Assignment: Print the data that follows again, keeping every line exact.

The data Start Marker

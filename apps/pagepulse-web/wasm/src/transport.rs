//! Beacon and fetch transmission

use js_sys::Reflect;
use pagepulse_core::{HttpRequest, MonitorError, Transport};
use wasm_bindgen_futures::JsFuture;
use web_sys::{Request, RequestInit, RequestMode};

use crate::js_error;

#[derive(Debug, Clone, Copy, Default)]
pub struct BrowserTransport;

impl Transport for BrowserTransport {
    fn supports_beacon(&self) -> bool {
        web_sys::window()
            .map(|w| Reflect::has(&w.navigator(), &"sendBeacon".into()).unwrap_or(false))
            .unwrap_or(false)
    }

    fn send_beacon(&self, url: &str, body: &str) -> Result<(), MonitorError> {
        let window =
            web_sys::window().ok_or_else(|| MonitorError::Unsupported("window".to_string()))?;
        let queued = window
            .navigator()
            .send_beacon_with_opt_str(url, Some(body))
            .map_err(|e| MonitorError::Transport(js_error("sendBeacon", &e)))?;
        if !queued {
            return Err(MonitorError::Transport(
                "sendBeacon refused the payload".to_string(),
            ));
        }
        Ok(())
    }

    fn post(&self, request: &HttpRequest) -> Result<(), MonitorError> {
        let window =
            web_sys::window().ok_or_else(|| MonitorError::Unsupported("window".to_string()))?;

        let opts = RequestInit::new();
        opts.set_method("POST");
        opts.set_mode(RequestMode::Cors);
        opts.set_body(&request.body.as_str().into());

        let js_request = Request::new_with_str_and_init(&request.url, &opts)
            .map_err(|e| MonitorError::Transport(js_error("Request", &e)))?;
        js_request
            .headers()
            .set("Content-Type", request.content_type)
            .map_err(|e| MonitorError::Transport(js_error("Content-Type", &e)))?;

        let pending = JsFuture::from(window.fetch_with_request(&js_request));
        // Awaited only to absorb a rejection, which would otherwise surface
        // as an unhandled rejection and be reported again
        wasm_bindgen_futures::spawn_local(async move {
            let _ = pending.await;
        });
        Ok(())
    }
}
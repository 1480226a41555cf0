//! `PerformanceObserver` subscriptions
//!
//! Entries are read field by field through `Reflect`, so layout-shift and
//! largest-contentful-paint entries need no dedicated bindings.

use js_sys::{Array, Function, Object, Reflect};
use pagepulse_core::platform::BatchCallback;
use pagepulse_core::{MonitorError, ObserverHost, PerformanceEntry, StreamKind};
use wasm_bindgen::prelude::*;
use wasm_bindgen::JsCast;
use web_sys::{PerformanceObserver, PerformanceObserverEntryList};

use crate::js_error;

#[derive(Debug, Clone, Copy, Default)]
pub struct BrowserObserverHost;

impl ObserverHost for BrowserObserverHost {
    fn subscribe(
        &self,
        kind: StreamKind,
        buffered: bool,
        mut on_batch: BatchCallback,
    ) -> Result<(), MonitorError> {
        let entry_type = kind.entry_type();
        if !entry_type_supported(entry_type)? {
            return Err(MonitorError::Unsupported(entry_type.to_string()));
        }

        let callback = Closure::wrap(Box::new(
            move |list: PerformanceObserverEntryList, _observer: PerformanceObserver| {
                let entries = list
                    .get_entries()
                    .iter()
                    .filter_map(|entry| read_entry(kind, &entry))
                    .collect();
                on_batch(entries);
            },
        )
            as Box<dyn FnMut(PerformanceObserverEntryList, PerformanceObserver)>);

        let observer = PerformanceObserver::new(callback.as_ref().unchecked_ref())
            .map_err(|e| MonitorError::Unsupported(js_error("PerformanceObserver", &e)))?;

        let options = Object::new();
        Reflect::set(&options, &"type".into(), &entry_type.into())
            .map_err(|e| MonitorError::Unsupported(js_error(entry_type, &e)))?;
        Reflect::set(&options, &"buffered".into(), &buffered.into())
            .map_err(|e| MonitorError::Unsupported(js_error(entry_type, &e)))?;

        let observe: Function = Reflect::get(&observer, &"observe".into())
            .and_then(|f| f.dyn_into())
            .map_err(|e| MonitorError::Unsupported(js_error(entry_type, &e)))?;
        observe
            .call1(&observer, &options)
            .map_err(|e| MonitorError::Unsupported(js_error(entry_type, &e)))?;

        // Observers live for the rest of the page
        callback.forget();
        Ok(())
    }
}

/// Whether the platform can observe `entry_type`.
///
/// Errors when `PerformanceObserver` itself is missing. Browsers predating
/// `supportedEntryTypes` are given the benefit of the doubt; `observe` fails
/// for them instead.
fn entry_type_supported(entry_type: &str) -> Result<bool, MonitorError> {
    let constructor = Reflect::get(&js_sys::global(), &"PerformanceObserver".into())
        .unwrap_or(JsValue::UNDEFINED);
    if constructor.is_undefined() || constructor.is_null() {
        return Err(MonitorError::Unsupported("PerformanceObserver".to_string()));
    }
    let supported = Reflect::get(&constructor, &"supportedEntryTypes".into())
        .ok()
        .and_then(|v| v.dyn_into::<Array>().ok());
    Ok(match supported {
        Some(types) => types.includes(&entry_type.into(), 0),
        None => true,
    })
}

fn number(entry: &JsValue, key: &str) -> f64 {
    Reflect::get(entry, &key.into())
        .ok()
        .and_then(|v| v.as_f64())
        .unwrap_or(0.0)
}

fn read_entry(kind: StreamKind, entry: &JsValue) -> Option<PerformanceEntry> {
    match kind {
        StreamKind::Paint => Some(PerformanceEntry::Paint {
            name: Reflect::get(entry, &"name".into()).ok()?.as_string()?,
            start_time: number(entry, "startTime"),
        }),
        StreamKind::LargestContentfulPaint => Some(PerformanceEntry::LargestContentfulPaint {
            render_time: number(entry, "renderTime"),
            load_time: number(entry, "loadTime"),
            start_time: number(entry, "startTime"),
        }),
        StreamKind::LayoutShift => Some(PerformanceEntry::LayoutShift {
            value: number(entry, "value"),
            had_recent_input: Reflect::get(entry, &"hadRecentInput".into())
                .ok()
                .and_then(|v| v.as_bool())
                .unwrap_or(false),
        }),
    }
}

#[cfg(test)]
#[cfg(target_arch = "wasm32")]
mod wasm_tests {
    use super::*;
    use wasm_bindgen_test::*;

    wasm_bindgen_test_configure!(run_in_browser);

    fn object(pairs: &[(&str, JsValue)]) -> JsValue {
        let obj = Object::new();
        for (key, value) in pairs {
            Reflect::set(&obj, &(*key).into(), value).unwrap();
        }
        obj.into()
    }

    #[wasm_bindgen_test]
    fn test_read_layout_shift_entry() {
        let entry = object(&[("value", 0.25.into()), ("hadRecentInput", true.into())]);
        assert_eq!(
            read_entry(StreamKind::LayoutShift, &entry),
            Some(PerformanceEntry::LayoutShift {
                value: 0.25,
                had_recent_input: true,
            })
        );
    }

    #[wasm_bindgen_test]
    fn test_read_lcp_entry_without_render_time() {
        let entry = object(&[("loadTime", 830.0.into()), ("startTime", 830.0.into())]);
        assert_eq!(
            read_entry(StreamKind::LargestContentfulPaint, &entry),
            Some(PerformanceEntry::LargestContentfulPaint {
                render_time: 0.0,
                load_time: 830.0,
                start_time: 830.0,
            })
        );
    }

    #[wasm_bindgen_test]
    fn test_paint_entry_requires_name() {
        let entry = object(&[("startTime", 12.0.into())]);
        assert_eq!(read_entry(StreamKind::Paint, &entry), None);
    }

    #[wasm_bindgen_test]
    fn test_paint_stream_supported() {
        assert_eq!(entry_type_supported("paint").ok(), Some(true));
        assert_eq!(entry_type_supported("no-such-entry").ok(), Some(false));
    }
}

The data End Marker

Written solution:
filename apps/pagepulse-web/wasm/src/transport.rs
//! Beacon and fetch transmission

use js_sys::Reflect;
use pagepulse_core::{HttpRequest, MonitorError, Transport};
use wasm_bindgen_futures::JsFuture;
use web_sys::{Request, RequestInit, RequestMode};

use crate::js_error;

#[derive(Debug, Clone, Copy, Default)]
pub struct BrowserTransport;

impl Transport for BrowserTransport {
    fn supports_beacon(&self) -> bool {
        web_sys::window()
            .map(|w| Reflect::has(&w.navigator(), &"sendBeacon".into()).unwrap_or(false))
            .unwrap_or(false)
    }

    fn send_beacon(&self, url: &str, body: &str) -> Result<(), MonitorError> {
        let window =
            web_sys::window().ok_or_else(|| MonitorError::Unsupported("window".to_string()))?;
        let queued = window
            .navigator()
            .send_beacon_with_opt_str(url, Some(body))
            .map_err(|e| MonitorError::Transport(js_error("sendBeacon", &e)))?;
        if !queued {
            return Err(MonitorError::Transport(
                "sendBeacon refused the payload".to_string(),
            ));
        }
        Ok(())
    }

    fn post(&self, request: &HttpRequest) -> Result<(), MonitorError> {
        let window =
            web_sys::window().ok_or_else(|| MonitorError::Unsupported("window".to_string()))?;

        let opts = RequestInit::new();
        opts.set_method("POST");
        opts.set_mode(RequestMode::Cors);
        opts.set_body(&request.body.as_str().into());

        let js_request = Request::new_with_str_and_init(&request.url, &opts)
            .map_err(|e| MonitorError::Transport(js_error("Request", &e)))?;
        js_request
            .headers()
            .set("Content-Type", request.content_type)
            .map_err(|e| MonitorError::Transport(js_error("Content-Type", &e)))?;

        let pending = JsFuture::from(window.fetch_with_request(&js_request));
        // Awaited only to absorb a rejection, which would otherwise surface
        // as an unhandled rejection and be reported again
        wasm_bindgen_futures::spawn_local(async move {
            let _ = pending.await;
        });
        Ok(())
    }
}
repository 1480226a41555cf0
//! `PerformanceObserver` subscriptions
//!
//! Entries are read field by field through `Reflect`, so layout-shift and
//! largest-contentful-paint entries need no dedicated bindings.

use js_sys::{Array, Function, Object, Reflect};
use pagepulse_core::platform::BatchCallback;
use pagepulse_core::{MonitorError, ObserverHost, PerformanceEntry, StreamKind};
use wasm_bindgen::prelude::*;
use wasm_bindgen::JsCast;
use web_sys::{PerformanceObserver, PerformanceObserverEntryList};

use crate::js_error;

#[derive(Debug, Clone, Copy, Default)]
pub struct BrowserObserverHost;

impl ObserverHost for BrowserObserverHost {
    fn subscribe(
        &self,
        kind: StreamKind,
        buffered: bool,
        mut on_batch: BatchCallback,
    ) -> Result<(), MonitorError> {
        let entry_type = kind.entry_type();
        if !entry_type_supported(entry_type)? {
            return Err(MonitorError::Unsupported(entry_type.to_string()));
        }

        let callback = Closure::wrap(Box::new(
            move |list: PerformanceObserverEntryList, _observer: PerformanceObserver| {
                let entries = list
                    .get_entries()
                    .iter()
                    .filter_map(|entry| read_entry(kind, &entry))
                    .collect();
                on_batch(entries);
            },
        )
            as Box<dyn FnMut(PerformanceObserverEntryList, PerformanceObserver)>);

        let observer = PerformanceObserver::new(callback.as_ref().unchecked_ref())
            .map_err(|e| MonitorError::Unsupported(js_error("PerformanceObserver", &e)))?;

        let options = Object::new();
        Reflect::set(&options, &"type".into(), &entry_type.into())
            .map_err(|e| MonitorError::Unsupported(js_error(entry_type, &e)))?;
        Reflect::set(&options, &"buffered".into(), &buffered.into())
            .map_err(|e| MonitorError::Unsupported(js_error(entry_type, &e)))?;

        let observe: Function = Reflect::get(&observer, &"observe".into())
            .and_then(|f| f.dyn_into())
            .map_err(|e| MonitorError::Unsupported(js_error(entry_type, &e)))?;
        observe
            .call1(&observer, &options)
            .map_err(|e| MonitorError::Unsupported(js_error(entry_type, &e)))?;

        // Observers live for the rest of the page
        callback.forget();
        Ok(())
    }
}

/// Whether the platform can observe `entry_type`.
///
/// Errors when `PerformanceObserver` itself is missing. Browsers predating
/// `supportedEntryTypes` are given the benefit of the doubt; `observe` fails
/// for them instead.
fn entry_type_supported(entry_type: &str) -> Result<bool, MonitorError> {
    let constructor = Reflect::get(&js_sys::global(), &"PerformanceObserver".into())
        .unwrap_or(JsValue::UNDEFINED);
    if constructor.is_undefined() || constructor.is_null() {
        return Err(MonitorError::Unsupported("PerformanceObserver".to_string()));
    }
    let supported = Reflect::get(&constructor, &"supportedEntryTypes".into())
        .ok()
        .and_then(|v| v.dyn_into::<Array>().ok());
    Ok(match supported {
        Some(types) => types.includes(&entry_type.into(), 0),
        None => true,
    })
}

fn number(entry: &JsValue, key: &str) -> f64 {
    Reflect::get(entry, &key.into())
        .ok()
        .and_then(|v| v.as_f64())
        .unwrap_or(0.0)
}

fn read_entry(kind: StreamKind, entry: &JsValue) -> Option<PerformanceEntry> {
    match kind {
        StreamKind::Paint => Some(PerformanceEntry::Paint {
            name: Reflect::get(entry, &"name".into()).ok()?.as_string()?,
            start_time: number(entry, "startTime"),
        }),
        StreamKind::LargestContentfulPaint => Some(PerformanceEntry::LargestContentfulPaint {
            render_time: number(entry, "renderTime"),
            load_time: number(entry, "loadTime"),
            start_time: number(entry, "startTime"),
        }),
        StreamKind::LayoutShift => Some(PerformanceEntry::LayoutShift {
            value: number(entry, "value"),
            had_recent_input: Reflect::get(entry, &"hadRecentInput".into())
                .ok()
                .and_then(|v| v.as_bool())
                .unwrap_or(false),
        }),
    }
}

#[cfg(test)]
#[cfg(target_arch = "wasm32")]
mod wasm_tests {
    use super::*;
    use wasm_bindgen_test::*;

    wasm_bindgen_test_configure!(run_in_browser);

    fn object(pairs: &[(&str, JsValue)]) -> JsValue {
        let obj = Object::new();
        for (key, value) in pairs {
            Reflect::set(&obj, &(*key).into(), value).unwrap();
        }
        obj.into()
    }

    #[wasm_bindgen_test]
    fn test_read_layout_shift_entry() {
        let entry = object(&[("value", 0.25.into()), ("hadRecentInput", true.into())]);
        assert_eq!(
            read_entry(StreamKind::LayoutShift, &entry),
            Some(PerformanceEntry::LayoutShift {
                value: 0.25,
                had_recent_input: true,
            })
        );
    }

    #[wasm_bindgen_test]
    fn test_read_lcp_entry_without_render_time() {
        let entry = object(&[("loadTime", 830.0.into()), ("startTime", 830.0.into())]);
        assert_eq!(
            read_entry(StreamKind::LargestContentfulPaint, &entry),
            Some(PerformanceEntry::LargestContentfulPaint {
                render_time: 0.0,
                load_time: 830.0,
                start_time: 830.0,
            })
        );
    }

    #[wasm_bindgen_test]
    fn test_paint_entry_requires_name() {
        let entry = object(&[("startTime", 12.0.into())]);
        assert_eq!(read_entry(StreamKind::Paint, &entry), None);
    }

    #[wasm_bindgen_test]
    fn test_paint_stream_supported() {
        assert_eq!(entry_type_supported("paint").ok(), Some(true));
        assert_eq!(entry_type_supported("no-such-entry").ok(), Some(false));
    }
}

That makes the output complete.